» How to complete this task: Search the records below for the word "that", then return every line where it appears.

» Stored entries:
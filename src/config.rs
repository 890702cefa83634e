//! Project configuration.
//!
//! Every setting has a default that matches the conventional theme layout, so
//! a project without a `Canham.toml` builds out of the box:
//!
//! ```text
//! composer.json            extra.bolt-web-dir -> public web root
//! templates/               page templates (watched only)
//! theme/.env               DEVELOPMENT_URL for the proxy
//! theme/css/main.scss      stylesheet entry
//! theme/js/...             scripts, concatenated in a fixed order
//! theme/images/...         images
//! theme/htaccess           access-control file (dist only)
//! theme/_tmp/              staging directory
//! theme/rev-manifest.json  revision manifest (dist only)
//! ```

use std::fs;

use camino::{Utf8Path, Utf8PathBuf};
use serde::Deserialize;
use tracing::{debug, error, info};

use crate::error::ConfigError;

/// Name of the configuration file looked up in the project root.
pub const CONFIG_FILE: &str = "Canham.toml";

/// Environment variable holding the upstream URL proxied by `serve`.
pub const UPSTREAM_VAR: &str = "DEVELOPMENT_URL";

#[derive(Debug, Clone, Deserialize)]
#[serde(default, deny_unknown_fields)]
pub struct Config {
    /// Project root. Every relative path is resolved against it.
    #[serde(skip)]
    pub root: Utf8PathBuf,
    /// Resolved public assets directory.
    #[serde(skip)]
    pub assets: Utf8PathBuf,
    pub paths: Paths,
    pub styles: Styles,
    pub scripts: Scripts,
    pub images: Images,
    pub features: Features,
    pub access: Access,
    pub serve: Serve,
}

#[derive(Debug, Clone, Deserialize)]
#[serde(default, deny_unknown_fields)]
pub struct Paths {
    pub staging: Utf8PathBuf,
    /// Overrides the `composer.json` derived public directory.
    pub assets: Option<Utf8PathBuf>,
    pub manifest: Utf8PathBuf,
    pub templates: Utf8PathBuf,
    pub env_file: Utf8PathBuf,
}

#[derive(Debug, Clone, Deserialize)]
#[serde(default, deny_unknown_fields)]
pub struct Styles {
    pub entry: Utf8PathBuf,
    pub include: Vec<Utf8PathBuf>,
    pub watch: String,
    pub output: Utf8PathBuf,
}

#[derive(Debug, Clone, Deserialize)]
#[serde(default, deny_unknown_fields)]
pub struct Scripts {
    /// Load order matters: libraries first, the entry module last.
    pub include: Vec<String>,
    pub watch: String,
    pub output: Utf8PathBuf,
    /// Command reading a script on stdin and writing it minified to stdout.
    pub minifier: Vec<String>,
}

#[derive(Debug, Clone, Deserialize)]
#[serde(default, deny_unknown_fields)]
pub struct Images {
    pub source: String,
    pub output: Utf8PathBuf,
}

#[derive(Debug, Clone, Deserialize)]
#[serde(default, deny_unknown_fields)]
pub struct Features {
    pub output: Utf8PathBuf,
}

#[derive(Debug, Clone, Deserialize)]
#[serde(default, deny_unknown_fields)]
pub struct Access {
    pub source: Utf8PathBuf,
    pub name: String,
}

#[derive(Debug, Clone, Deserialize)]
#[serde(default, deny_unknown_fields)]
pub struct Serve {
    pub upstream: Option<String>,
    pub http_port: u16,
    pub ws_port: u16,
    pub debounce_ms: u64,
    pub ghost: Ghost,
}

/// Which interactions are mirrored between connected browsers.
#[derive(Debug, Clone, Copy, Deserialize, PartialEq, Eq)]
#[serde(default, deny_unknown_fields)]
pub struct Ghost {
    pub clicks: bool,
    pub forms: bool,
    pub scroll: bool,
}

impl Default for Config {
    fn default() -> Self {
        Self {
            root: Utf8PathBuf::from("."),
            assets: Utf8PathBuf::from("./theme-assets"),
            paths: Paths::default(),
            styles: Styles::default(),
            scripts: Scripts::default(),
            images: Images::default(),
            features: Features::default(),
            access: Access::default(),
            serve: Serve::default(),
        }
    }
}

impl Default for Paths {
    fn default() -> Self {
        Self {
            staging: "theme/_tmp".into(),
            assets: None,
            manifest: "theme/rev-manifest.json".into(),
            templates: "templates".into(),
            env_file: "theme/.env".into(),
        }
    }
}

impl Default for Styles {
    fn default() -> Self {
        Self {
            entry: "theme/css/main.scss".into(),
            include: vec!["theme/node_modules".into()],
            watch: "theme/css/**/*".into(),
            output: "styles/main.css".into(),
        }
    }
}

impl Default for Scripts {
    fn default() -> Self {
        Self {
            include: vec![
                "theme/node_modules/jquery/dist/jquery.js".into(),
                "theme/js/canham.js".into(),
                "theme/js/lib/**/*.js".into(),
                "theme/js/contexts/**/*.js".into(),
                "theme/js/main.js".into(),
            ],
            watch: "theme/js/**/*".into(),
            output: "scripts/main.js".into(),
            minifier: vec!["esbuild".into(), "--minify".into(), "--loader=js".into()],
        }
    }
}

impl Default for Images {
    fn default() -> Self {
        Self {
            source: "theme/images/**/*".into(),
            output: "images".into(),
        }
    }
}

impl Default for Features {
    fn default() -> Self {
        Self {
            output: "scripts/modernizr.js".into(),
        }
    }
}

impl Default for Access {
    fn default() -> Self {
        Self {
            source: "theme/htaccess".into(),
            name: ".htaccess".into(),
        }
    }
}

impl Default for Serve {
    fn default() -> Self {
        Self {
            upstream: None,
            http_port: 3000,
            ws_port: 1337,
            debounce_ms: 250,
            ghost: Ghost::default(),
        }
    }
}

impl Default for Ghost {
    fn default() -> Self {
        Self {
            clicks: false,
            forms: false,
            scroll: true,
        }
    }
}

/// The subset of `composer.json` we care about.
#[derive(Debug, Default, Deserialize)]
struct Composer {
    #[serde(default)]
    extra: ComposerExtra,
}

#[derive(Debug, Default, Deserialize)]
struct ComposerExtra {
    #[serde(rename = "bolt-web-dir")]
    web_dir: Option<Utf8PathBuf>,
}

impl Config {
    /// Load the configuration for the project at `root`.
    ///
    /// `file` defaults to [`CONFIG_FILE`] inside the root; a missing default
    /// file is not an error, a missing explicit one is.
    pub fn load(root: impl AsRef<Utf8Path>, file: Option<&Utf8Path>) -> Result<Self, ConfigError> {
        let root = root.as_ref().to_path_buf();

        let mut config = match file {
            Some(file) => Self::from_file(&root.join(file))?,
            None => {
                let path = root.join(CONFIG_FILE);
                if path.is_file() {
                    Self::from_file(&path)?
                } else {
                    debug!(%path, "no config file, using defaults");
                    Self::default()
                }
            }
        };

        config.assets = match &config.paths.assets {
            Some(assets) => root.join(assets),
            None => web_dir(&root)?.join("theme-assets"),
        };
        config.root = root;

        Ok(config)
    }

    fn from_file(path: &Utf8Path) -> Result<Self, ConfigError> {
        let text = fs::read_to_string(path).map_err(|e| ConfigError::Read(path.to_owned(), e))?;
        let config = toml::from_str(&text).map_err(|e| ConfigError::Toml(path.to_owned(), e))?;
        info!(%path, "loaded config");
        Ok(config)
    }

    /// Resolve a project-relative path against the root.
    pub fn resolve(&self, path: impl AsRef<Utf8Path>) -> Utf8PathBuf {
        self.root.join(path)
    }

    /// Load the env file and determine the upstream URL for the proxy.
    ///
    /// A missing env file only produces a log line.
    pub fn load_env(&self) -> Option<String> {
        let path = self.resolve(&self.paths.env_file);
        if let Err(e) = dotenvy::from_path(&path) {
            error!(%path, "could not load env file: {e}");
        }

        self.serve
            .upstream
            .clone()
            .or_else(|| std::env::var(UPSTREAM_VAR).ok())
            .filter(|url| !url.trim().is_empty())
    }
}

/// Web root declared by `composer.json`, or the project root.
fn web_dir(root: &Utf8Path) -> Result<Utf8PathBuf, ConfigError> {
    let path = root.join("composer.json");
    let text = match fs::read_to_string(&path) {
        Ok(text) => text,
        Err(e) if e.kind() == std::io::ErrorKind::NotFound => return Ok(root.to_path_buf()),
        Err(e) => return Err(ConfigError::Read(path, e)),
    };

    let composer: Composer =
        serde_json::from_str(&text).map_err(|e| ConfigError::Composer(path, e))?;

    Ok(match composer.extra.web_dir {
        Some(dir) => root.join(dir),
        None => root.to_path_buf(),
    })
}
//! Thin adapters turning on-disk formats into normalized records.
//!
//! This module provides parsers for:
//!
//! - **Mixture tables**: sequin concentrations per mixture
//! - **BED annotations**: sequin coordinates on the synthetic (and genomic) chromosomes
//! - **VCF files**: catalogued and called variants, plain or gzip-compressed
//! - **Tabular calls**: the canonical `Chrom Position Ref Allele ...` format
//!
//! Variant parsers stream records lazily as `Result<Variant, ParseError>`; a
//! malformed line is an error for that line only, so callers can skip it and
//! keep reading.
//!
//! ## Example
//!
//! ```rust
//! use sequin_qc::parsing::vcf::parse_vcf_text;
//!
//! let vcf = "##fileformat=VCFv4.2\n\
//!            #CHROM\tPOS\tID\tREF\tALT\tQUAL\tFILTER\tINFO\n\
//!            chrev1\t100\tD_1_1\tA\tG,T\t50\tPASS\t.\n";
//! let variants = parse_vcf_text(vcf).unwrap();
//! assert_eq!(variants.len(), 2);
//! ```

pub mod bed;
pub mod mixture;
pub mod tabular;
pub mod vcf;

use flate2::read::MultiGzDecoder;
use std::fs::File;
use std::io::{BufRead, BufReader};
use std::path::Path;
use thiserror::Error;

use crate::core::variant::Variant;

#[derive(Error, Debug)]
pub enum ParseError {
    #[error("IO error: {0}")]
    Io(#[from] std::io::Error),

    #[error("Invalid format: {0}")]
    InvalidFormat(String),

    #[error("Unsupported file format: {0}")]
    UnsupportedFormat(String),
}

/// Formats accepted for called variants
#[derive(Debug, Clone, Copy, PartialEq, Eq, clap::ValueEnum)]
pub enum InputFormat {
    Vcf,
    Tabular,
}

impl InputFormat {
    /// Guess the format from the file name
    pub fn detect(path: &Path) -> Option<Self> {
        let name = path.file_name()?.to_str()?.to_lowercase();
        let name = name.strip_suffix(".gz").unwrap_or(&name);

        if name.ends_with(".vcf") {
            Some(Self::Vcf)
        } else if name.ends_with(".txt") || name.ends_with(".tsv") || name.ends_with(".tab") {
            Some(Self::Tabular)
        } else {
            None
        }
    }
}

/// Open a text file for buffered reading, decompressing `.gz` files
///
/// # Errors
///
/// Returns `ParseError::Io` if the file cannot be opened.
pub fn open_reader(path: &Path) -> Result<Box<dyn BufRead>, ParseError> {
    let file = File::open(path)?;
    let is_gzip = path
        .extension()
        .is_some_and(|ext| ext.eq_ignore_ascii_case("gz"));

    if is_gzip {
        Ok(Box::new(BufReader::new(MultiGzDecoder::new(file))))
    } else {
        Ok(Box::new(BufReader::new(file)))
    }
}

/// A lazily parsed stream of variants
pub type VariantStream = Box<dyn Iterator<Item = Result<Variant, ParseError>>>;

/// Stream called variants from a file
///
/// # Errors
///
/// Returns `ParseError::Io` if the file cannot be opened, or
/// `ParseError::UnsupportedFormat` if no format was given and none can be
/// guessed from the file name.
pub fn read_variants(path: &Path, format: Option<InputFormat>) -> Result<VariantStream, ParseError> {
    let format = format
        .or_else(|| InputFormat::detect(path))
        .ok_or_else(|| ParseError::UnsupportedFormat(path.display().to_string()))?;

    let reader = open_reader(path)?;
    Ok(match format {
        InputFormat::Vcf => Box::new(vcf::VcfReader::new(reader)),
        InputFormat::Tabular => Box::new(tabular::TabularReader::new(reader)),
    })
}

/// Data lines of a text stream with 1-based line numbers; blank lines and
/// `#` comments are skipped
pub(crate) struct DataLines<R> {
    lines: std::io::Lines<R>,
    line_num: usize,
}

impl<R: BufRead> DataLines<R> {
    pub(crate) fn new(reader: R) -> Self {
        Self {
            lines: reader.lines(),
            line_num: 0,
        }
    }
}

impl<R: BufRead> Iterator for DataLines<R> {
    type Item = Result<(usize, String), ParseError>;

    fn next(&mut self) -> Option<Self::Item> {
        loop {
            let line = match self.lines.next()? {
                Ok(line) => line,
                Err(e) => return Some(Err(e.into())),
            };
            self.line_num += 1;

            let trimmed = line.trim_end_matches(['\r', '\n']);
            if trimmed.trim().is_empty() || trimmed.starts_with('#') {
                continue;
            }
            return Some(Ok((self.line_num, trimmed.to_string())));
        }
    }
}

» Reply:
//! Every setting has a default that matches the conventional theme layout, so
//! malformed line is an error for that line only, so callers can skip it and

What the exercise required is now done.